This week's headlines have been security heavy thanks to the influx of news coming from Kaspersky's Security Analyst Summit.
We've seen Kaspersky report everything from a $1bn cyber bank heist operation, to potentially NSA-sponsored and Middle Eastern advanced persistent threats.
Specifically we saw threat research papers on the Carbanak, Equation and Desert Falcons attack campaigns.
Carbanak is a banking-focused cyber operation that is believed to have stolen $1bn from 100 banks in more than 30 regions using specialist attack tools.
Equation is a dangerous hack campaign, believed to have stemmed from the US National Security Agency, that uses a selection of attack tools, including one that can infect the operating systems on hard drives.
Desert Falcons is a Middle Eastern cyber mercenary group that is believed to have infected thousands of Windows and Android devices with over 100 different malware variants.

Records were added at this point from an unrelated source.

use std::fmt;

use serde::{Deserialize, Serialize};

use crate::types::RuntimeType;

/// How a formal parameter receives its value.
#[derive(Debug, Clone, PartialEq, Eq, Hash, Serialize, Deserialize)]
pub enum ParamKind {
    /// Supplied by the caller's argument list
    Positional,
    /// The row entity of the bound source; the parameter type is the
    /// capability the entity must implement
    InjectedSource,
    /// The aggregation group of the current row
    InjectedGroup,
    /// Query statistics (row number and friends)
    InjectedStats,
}

#[derive(Debug, Clone, PartialEq, Eq, Hash, Serialize, Deserialize)]
pub struct ParamDescriptor {
    pub name: String,
    pub ty: RuntimeType,
    pub kind: ParamKind,
    pub optional: bool,
    /// Trailing params-array; `ty` is the array type
    pub variadic: bool,
}

impl ParamDescriptor {
    pub fn is_injected(&self) -> bool {
        self.kind != ParamKind::Positional
    }
}

#[derive(Debug, Clone, Copy, PartialEq, Eq, Hash, Serialize, Deserialize)]
pub enum AggregateRole {
    /// Reads the aggregated value (`Sum`)
    Getter,
    /// Feeds one row into the aggregate state (`SetSum`)
    Setter,
}

/// A callable exposed by a schema library.
#[derive(Debug, Clone, PartialEq, Eq, Hash, Serialize, Deserialize)]
pub struct MethodDescriptor {
    pub name: String,
    pub declaring_type: String,
    pub params: Vec<ParamDescriptor>,
    pub return_type: RuntimeType,
    pub generic_params: Vec<String>,
    pub aggregate: Option<AggregateRole>,
}

impl MethodDescriptor {
    pub fn new(name: impl Into<String>, declaring_type: impl Into<String>) -> Self {
        Self {
            name: name.into(),
            declaring_type: declaring_type.into(),
            params: Vec::new(),
            return_type: RuntimeType::Void,
            generic_params: Vec::new(),
            aggregate: None,
        }
    }

    fn push(mut self, name: &str, ty: RuntimeType, kind: ParamKind, optional: bool, variadic: bool) -> Self {
        self.params.push(ParamDescriptor { name: name.to_string(), ty, kind, optional, variadic });
        self
    }

    pub fn param(self, name: &str, ty: RuntimeType) -> Self {
        self.push(name, ty, ParamKind::Positional, false, false)
    }

    pub fn optional(self, name: &str, ty: RuntimeType) -> Self {
        self.push(name, ty, ParamKind::Positional, true, false)
    }

    /// `element` is the element type; the parameter is typed `element[]`.
    pub fn variadic(self, name: &str, element: RuntimeType) -> Self {
        self.push(name, RuntimeType::array(element), ParamKind::Positional, false, true)
    }

    pub fn injected_source(self, name: &str, capability: RuntimeType) -> Self {
        self.push(name, capability, ParamKind::InjectedSource, false, false)
    }

    pub fn injected_group(self, name: &str) -> Self {
        self.push(name, RuntimeType::named("Group"), ParamKind::InjectedGroup, false, false)
    }

    pub fn injected_stats(self, name: &str) -> Self {
        self.push(name, RuntimeType::named("QueryStats"), ParamKind::InjectedStats, false, false)
    }

    pub fn generic(mut self, name: &str) -> Self {
        self.generic_params.push(name.to_string());
        self
    }

    pub fn returns(mut self, ty: RuntimeType) -> Self {
        self.return_type = ty;
        self
    }

    pub fn aggregate_getter(mut self) -> Self {
        self.aggregate = Some(AggregateRole::Getter);
        self
    }

    pub fn aggregate_setter(mut self) -> Self {
        self.aggregate = Some(AggregateRole::Setter);
        self
    }

    pub fn is_generic(&self) -> bool {
        !self.generic_params.is_empty()
    }

    pub fn is_variadic(&self) -> bool {
        self.params.last().map(|p| p.variadic).unwrap_or(false)
    }

    pub fn is_aggregate_getter(&self) -> bool {
        self.aggregate == Some(AggregateRole::Getter)
    }

    /// Parameters the caller supplies, in order.
    pub fn positional(&self) -> impl Iterator<Item = &ParamDescriptor> {
        self.params.iter().filter(|p| !p.is_injected())
    }

    pub fn positional_count(&self) -> usize {
        self.positional().count()
    }

    /// Inclusive lower bound and optional upper bound of supplied arguments.
    pub fn arity(&self) -> (usize, Option<usize>) {
        let mut required = 0;
        let mut max = 0;
        for p in self.positional() {
            if p.variadic {
                return (required, None);
            }
            max += 1;
            if !p.optional {
                required += 1;
            }
        }
        (required, Some(max))
    }

    pub fn accepts_arg_count(&self, count: usize) -> bool {
        let (min, max) = self.arity();
        count >= min && max.map(|m| count <= m).unwrap_or(true)
    }

    pub fn source_param(&self) -> Option<&ParamDescriptor> {
        self.params.iter().find(|p| p.kind == ParamKind::InjectedSource)
    }

    /// Mutator name paired with an aggregate getter.
    pub fn setter_name(getter: &str) -> String {
        format!("Set{}", getter)
    }
}

impl fmt::Display for MethodDescriptor {
    fn fmt(&self, f: &mut fmt::Formatter<'_>) -> fmt::Result {
        write!(f, "{} {}.{}", self.return_type, self.declaring_type, self.name)?;
        if self.is_generic() {
            write!(f, "<{}>", self.generic_params.join(", "))?;
        }
        write!(f, "(")?;
        for (i, p) in self.params.iter().enumerate() {
            if i > 0 {
                write!(f, ", ")?;
            }
            match p.kind {
                ParamKind::InjectedSource => write!(f, "[source] ")?,
                ParamKind::InjectedGroup => write!(f, "[group] ")?,
                ParamKind::InjectedStats => write!(f, "[stats] ")?,
                ParamKind::Positional if p.variadic => write!(f, "params ")?,
                ParamKind::Positional => {}
            }
            write!(f, "{} {}", p.ty, p.name)?;
            if p.optional {
                write!(f, " = default")?;
            }
        }
        write!(f, ")")
    }
}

Each of these campaigns has its own specific implications for security professionals and the industry in general, but there is one unifying factor for me that is the most interesting: all three used phishing as a primary infection tactic.
Phishing, for those who don't know, is an attack that aims to spread malware using infected messages that often masquerade as stemming from a trustworthy source.

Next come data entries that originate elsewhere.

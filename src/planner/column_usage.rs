use indexmap::{IndexMap, IndexSet};

use crate::{
    ast::{Node, NodeKind},
    types::RuntimeType,
};

/// Source columns read by a set of expressions, grouped by alias in first-use order.
/// Aliased method calls read the whole row of their source.
#[derive(Debug, Clone, Default)]
pub struct ColumnUsage {
    by_alias: IndexMap<String, IndexMap<String, RuntimeType>>,
    rows: IndexSet<String>,
}

impl ColumnUsage {
    pub fn new() -> Self {
        Self::default()
    }

    pub fn of<'n>(exprs: impl IntoIterator<Item = &'n Node>) -> Self {
        let mut usage = Self::new();
        for expr in exprs {
            usage.add(expr);
        }
        usage
    }

    pub fn add(&mut self, expr: &Node) {
        for node in expr.collect(|n| matches!(n.kind, NodeKind::Column { .. } | NodeKind::Method { alias: Some(_), .. })) {
            match &node.kind {
                NodeKind::Column { alias, name, .. } => self.insert(alias, name, node.ty.clone()),
                NodeKind::Method { alias: Some(alias), .. } => self.insert_row(alias),
                _ => {}
            }
        }
    }

    pub fn insert_row(&mut self, alias: &str) {
        self.rows.insert(alias.to_string());
    }

    pub fn reads_row(&self, alias: &str) -> bool {
        self.rows.contains(alias)
    }

    pub fn insert(&mut self, alias: &str, column: &str, ty: RuntimeType) {
        self.by_alias.entry(alias.to_string()).or_default().entry(column.to_string()).or_insert(ty);
    }

    pub fn merge(&mut self, other: &ColumnUsage) {
        for (alias, columns) in &other.by_alias {
            for (column, ty) in columns {
                self.insert(alias, column, ty.clone());
            }
        }
        self.rows.extend(other.rows.iter().cloned());
    }

    pub fn columns(&self, alias: &str) -> impl Iterator<Item = (&str, &RuntimeType)> {
        self.by_alias.get(alias).into_iter().flat_map(|c| c.iter().map(|(name, ty)| (name.as_str(), ty)))
    }

    pub fn contains(&self, alias: &str, column: &str) -> bool {
        self.by_alias.get(alias).is_some_and(|c| c.contains_key(column))
    }

    pub fn is_empty(&self) -> bool {
        self.rows.is_empty() && self.by_alias.values().all(IndexMap::is_empty)
    }
}

#[cfg(test)]
mod tests {
    use super::*;
    use crate::ast::BinaryOp;

    fn column(alias: &str, name: &str, ty: RuntimeType) -> Node {
        Node::typed(NodeKind::Column { alias: alias.into(), name: name.into(), intended_type: None }, ty)
    }

    #[test]
    fn first_use_order_per_alias() {
        let cond = Node::typed(
            NodeKind::Binary {
                op: BinaryOp::Eq,
                left: column("b", "Sha", RuntimeType::String).into_box(),
                right: column("a", "Name", RuntimeType::String).into_box(),
            },
            RuntimeType::Bool,
        );
        let usage = ColumnUsage::of([&cond, &column("a", "Length", RuntimeType::Long), &column("a", "Name", RuntimeType::String)]);
        let a: Vec<_> = usage.columns("a").map(|(n, _)| n).collect();
        assert_eq!(a, vec!["Name", "Length"]);
        assert!(usage.contains("b", "Sha"));
        assert!(!usage.contains("c", "Sha"));
        assert_eq!(usage.columns("missing").count(), 0);
        assert!(!usage.reads_row("a"));
    }

    #[test]
    fn aliased_calls_read_the_row() {
        let call = Node::typed(
            NodeKind::Method { alias: Some("f".into()), name: "Name".into(), args: Vec::new(), binding: None },
            RuntimeType::String,
        );
        let usage = ColumnUsage::of([&call]);
        assert!(usage.reads_row("f"));
        assert_eq!(usage.columns("f").count(), 0);
        assert!(!usage.is_empty());
    }
}
pub mod analyzer_error;
pub use analyzer_error::*;

pub mod diagnostics;
pub use diagnostics::*;

pub mod suggestions;
pub use suggestions::*;

pub mod table_symbol;
pub use table_symbol::*;

pub mod scope;
pub use scope::*;

pub mod analyzed_query;
pub use analyzed_query::*;

pub mod analysis_context;
pub use analysis_context::*;

pub mod resolvers;
pub use resolvers::*;

pub mod semantic_pass;
pub use semantic_pass::*;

The message system used in phishing campaigns can include everything from Facebook posts and instant messages, to tweets and basic email.
The campaigns are sometimes fairly basic and easy to see through, such as the Nigerian prince emails that circulate offering incredible sums of money in return for bank details, while others can include a social engineering element and are made to look like invoices or corporate communications.
The attack strategy may sound simple enough to stop, but for me the trio of threats highlighted by Kaspersky show that most businesses still haven't addressed the phishing threat.
There are likely to be several reasons why phishing still works so well. One of the most common that I hear from talking to industry professionals is that many businesses still assume that security is an out-of-the-box technological issue, not a cultural one.
Despite constant warnings from security providers and government departments, many companies still assume that, if they have basic perimeter defences in place, they have ticked the security box and don't have to worry about cyber attacks, such as phishing. Sadly, this simply isn't the case.
The Carbanak campaign is a particularly good example. Carbanak initially targets victims with spear phishing emails designed to look like legitimate banking communications.
The messages contain malicious Microsoft Word and Control Panel Applet attachments that exploit flaws in Microsoft Office 2003, 2007 and 2010 (CVE-2012-0158 and CVE-2013-3906) and Microsoft Word (CVE-2014-1761) to execute the Carbanak backdoor.
The initial infection didn't get the hackers access to the more secure internal systems they wanted to breach, but it did get them far enough into the network to begin a reconnaissance phase targeting bank employees, particularly systems administrators.
From here, using information stolen during the reconnaissance phase, the attackers were able to get to the companies' crown jewels and steal vast sums of money.
The key takeaway here is that firms need to back up their defence technology with robust cyber security awareness, using education programmes that not only teach staff how to spot and avoid falling victim to phishing messages, but how to report incidents to the IT team.
Incidents will, of course, still occur; some of the social engineering behind phishing is seriously impressive and can lead to very realistic looking communications.
But it would help dramatically to reduce the hackers' win rates and profit margins, a development I think everyone on the right side of the law would regard as positive.
Hopefully, while bad, the discovery of Carbanak, Equation and Desert Falcons will at the very least make some firms aware of this.
Although, considering my past experience covering the fallout of these attack campaigns, I'm not holding my breath.